Would it be selfish if she still refused to go with her sister, but wanted to be her friend again all the same? Wanted Ana to trust her, like she thought friends ought to? There was little likelihood that Ana really, truly trusted her. Not in the way she wanted, no-- the way she needed her sister to trust her. The kind of trust that came with respect. Ana loved her, Aurelie thought, but didn't respect her. Not even her fears.
"That's--that's good. That you--that it worked out, in the end," she offered haltingly. She looked down at her hands, tying themselves into knots in her lap, then back at Aremu's face. She couldn't--she couldn't say all of it. She hadn't said, yet, to anyone, what her sister had... No, she wouldn't tell anyone. Some people because it would hurt them to know that Ana had asked. Others because she was afraid of what they'd think of her when she admitted that she'd turned her down. Aremu, she thought, was easy to trust, and it made it tempting.
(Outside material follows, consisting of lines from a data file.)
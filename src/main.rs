use clap::{Args, Parser, Subcommand, builder::styling};
use eyre::Result;
use fhir_loader::cli::{self, LoadOptions};
use owo_colors::OwoColorize;
use std::num::NonZeroUsize;
use std::path::PathBuf;
use std::time::Duration;

// CLI Styling
const STYLES: styling::Styles = styling::Styles::styled()
    .header(styling::AnsiColor::BrightWhite.on_default())
    .usage(styling::AnsiColor::BrightWhite.on_default())
    .literal(styling::AnsiColor::Green.on_default())
    .placeholder(styling::AnsiColor::Cyan.on_default());

const DEFAULT_URL: &str = "http://localhost:8090/fhir";

/// FHIR Loader: extract resources from a FHIR server, or bulk load bundles and NDJSON files into one
#[derive(Parser)]
#[command(name = "fhirload", version, styles = STYLES)]
struct Cli {
    /// The dotenv file to source credentials from
    #[arg(short, long, global = true, default_value = ".env")]
    env: PathBuf,

    /// More verbose logging
    #[arg(long, global = true)]
    debug: bool,

    /// Command to execute
    #[command(subcommand)]
    command: Commands,
}

#[derive(Subcommand)]
enum Commands {
    /// Query FHIR resources, write to .ndjson files
    #[command(subcommand)]
    Extract(ExtractCommands),

    /// Load files to a FHIR server
    #[command(subcommand)]
    Load(LoadCommands),
}

#[derive(Subcommand)]
enum ExtractCommands {
    /// Fetch a resource or bundle and fan it out into <resourceType>.ndjson files
    Resources {
        /// Where to store extracted data (ndjson)
        #[arg(long, alias = "extract_path", default_value = "data/output/resources")]
        extract_path: PathBuf,

        /// URL of the FHIR server [base]
        #[arg(long, alias = "url_base", default_value = DEFAULT_URL)]
        url_base: String,

        /// FHIR url path [type]/[id] {?_format=[mime-type]}
        #[arg(long, alias = "url_path", default_value = "metadata")]
        url_path: String,
    },
}

#[derive(Subcommand)]
enum LoadCommands {
    /// Load bundles (.json)
    Bundles {
        /// Where to find bundles to import
        #[arg(long, alias = "input_path", default_value = "data/input/bundles")]
        input_path: PathBuf,

        #[command(flatten)]
        target: LoadArgs,
    },

    /// Load resources (.ndjson)
    Resources {
        /// Where to find resource files to import
        #[arg(long, alias = "input_path", default_value = "data/input/resources")]
        input_path: PathBuf,

        #[command(flatten)]
        target: LoadArgs,
    },
}

#[derive(Args)]
struct LoadArgs {
    /// URL of the FHIR server
    #[arg(long, default_value = DEFAULT_URL)]
    url: String,

    /// Number of simultaneous loaders
    #[arg(long, alias = "chunk_size", default_value = "5")]
    chunk_size: NonZeroUsize,

    /// Stop after dispatching this many files
    #[arg(long)]
    limit: Option<usize>,

    /// Per-request timeout in seconds
    #[arg(long)]
    timeout: Option<u64>,
}

impl From<LoadArgs> for LoadOptions {
    fn from(args: LoadArgs) -> Self {
        Self {
            url: args.url,
            chunk_size: args.chunk_size,
            limit: args.limit,
            timeout: args.timeout.map(Duration::from_secs),
        }
    }
}

#[tokio::main(flavor = "current_thread")]
async fn main() -> Result<()> {
    let cli = Cli::parse();

    let log_level = match cli.debug {
        true => "debug",
        false => "info",
    };
    let env = env_logger::Env::default().filter_or("LOG_LEVEL", log_level);
    env_logger::Builder::from_env(env)
        .format_timestamp_millis()
        .init();

    if cli.env.exists() {
        dotenvy::from_filename(&cli.env)?;
    } else {
        log::debug!("No dotenv file at {}", cli.env.display());
    }

    match cli.command {
        Commands::Extract(ExtractCommands::Resources {
            extract_path,
            url_base,
            url_path,
        }) => {
            log::info!(
                "Extracting {} into {}",
                url_path.bright_black(),
                extract_path.display().bright_black()
            );
            let count = cli::extract_resources(&extract_path, &url_base, &url_path).await?;
            log::info!("✓ Extracted {} resource(s)", count);
        }
        Commands::Load(LoadCommands::Bundles { input_path, target }) => {
            let summary = cli::load_bundles(&input_path, &target.into()).await?;
            cli::finish(&input_path, &summary)?;
        }
        Commands::Load(LoadCommands::Resources { input_path, target }) => {
            let summary = cli::load_resources(&input_path, &target.into()).await?;
            cli::finish(&input_path, &summary)?;
        }
    }

    Ok(())
}
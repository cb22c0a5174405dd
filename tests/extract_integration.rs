//! Integration tests for extraction into per-kind NDJSON files

use eyre::Result;
use fhir_loader::cli::extract_resources;
use fhir_loader::storage::NdjsonReader;
use serde_json::json;
use tempfile::TempDir;
use wiremock::matchers::{method, path, query_param};
use wiremock::{Mock, MockServer, ResponseTemplate};

#[tokio::test]
async fn test_search_bundle_fans_out_by_type() -> Result<()> {
    let server = MockServer::start().await;
    Mock::given(method("GET"))
        .and(path("/fhir/Patient"))
        .and(query_param("_include", "*"))
        .respond_with(ResponseTemplate::new(200).set_body_json(json!({
            "resourceType": "Bundle",
            "type": "searchset",
            "entry": [
                {"resource": {"resourceType": "Patient", "id": "1"}},
                {"resource": {"resourceType": "Organization", "id": "org"}},
                {"resource": {"resourceType": "Patient", "id": "2"}}
            ]
        })))
        .expect(1)
        .mount(&server)
        .await;

    let temp = TempDir::new()?;
    let out = temp.path().join("resources");
    let base = format!("{}/fhir", server.uri());

    let count = extract_resources(&out, &base, "Patient?_include=*").await?;
    assert_eq!(count, 3);

    let patients = NdjsonReader::new(out.join("Patient.ndjson")).read()?;
    assert_eq!(patients.len(), 2);
    assert_eq!(patients[0]["id"], "1");
    let orgs = NdjsonReader::new(out.join("Organization.ndjson")).read()?;
    assert_eq!(orgs, vec![json!({"resourceType": "Organization", "id": "org"})]);
    Ok(())
}

#[tokio::test]
async fn test_single_resource_written_to_its_type_file() -> Result<()> {
    let server = MockServer::start().await;
    Mock::given(method("GET"))
        .and(path("/fhir/metadata"))
        .respond_with(ResponseTemplate::new(200).set_body_json(json!({
            "resourceType": "CapabilityStatement",
            "status": "active"
        })))
        .mount(&server)
        .await;

    let temp = TempDir::new()?;
    let base = format!("{}/fhir", server.uri());

    assert_eq!(extract_resources(temp.path(), &base, "metadata").await?, 1);
    assert!(temp.path().join("CapabilityStatement.ndjson").exists());

    // Reads carry no upload headers
    let requests = server.received_requests().await.unwrap();
    assert_eq!(requests.len(), 1);
    assert!(requests[0].headers.get("x-upsert-extistence-check").is_none());
    assert!(requests[0].headers.get("content-type").is_none());
    Ok(())
}

#[tokio::test]
async fn test_empty_bundle_writes_nothing() -> Result<()> {
    let server = MockServer::start().await;
    Mock::given(method("GET"))
        .respond_with(
            ResponseTemplate::new(200)
                .set_body_json(json!({"resourceType": "Bundle", "type": "searchset", "total": 0})),
        )
        .mount(&server)
        .await;

    let temp = TempDir::new()?;
    let out = temp.path().join("resources");
    let base = format!("{}/fhir", server.uri());

    assert_eq!(extract_resources(&out, &base, "Questionnaire").await?, 0);
    assert!(!out.exists());
    Ok(())
}

#[tokio::test]
async fn test_error_status_is_reported() -> Result<()> {
    let server = MockServer::start().await;
    Mock::given(method("GET"))
        .respond_with(ResponseTemplate::new(404).set_body_string("Unknown resource type"))
        .mount(&server)
        .await;

    let temp = TempDir::new()?;
    let base = format!("{}/fhir", server.uri());

    let err = extract_resources(temp.path(), &base, "Nope").await.unwrap_err();
    assert!(err.to_string().contains("404"));
    Ok(())
}
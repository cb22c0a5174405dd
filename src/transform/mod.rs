//! Transform implementations for FHIR payloads
//!
//! This module provides the concrete transformers applied to bundles before
//! they are sent to the server.

mod upsert;

pub use upsert::{RewrittenBundle, UpsertRewriter, rewrite_entry};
Not just because he'd proven to be both honest and kind in these brief conversations, but because he would then leave. That seemed unfair to her, to say something only because she knew there would be no consequence to it.
"I'm--I'm just... We were very close, my sister and I. When I was--before. And she came back to--to tell me... Well. Similar... similar news, really. Er. And ask me--ask me to do something I can't. That's all. I don't know if she... if she would..." Aurelie shook her head, ashamed to have said so much. This was horrid, she just kept talking about herself. Her interests, her worries, her problems.
"Er, but that's. Neither here nor there, I... D-do you have, er, siblings? Ah, I mean. Uhm." The question wasn't something she would normally ask, really. The subject of families among the gated population at Brunnhold was complicated at best. Even Aurelie, who loved her family very much, hesitated to talk about them. She had forgotten to consider, for a moment, that this might not be one of the ways in which their two cultures differed. By the time she had, it was too late and the question had left her mouth.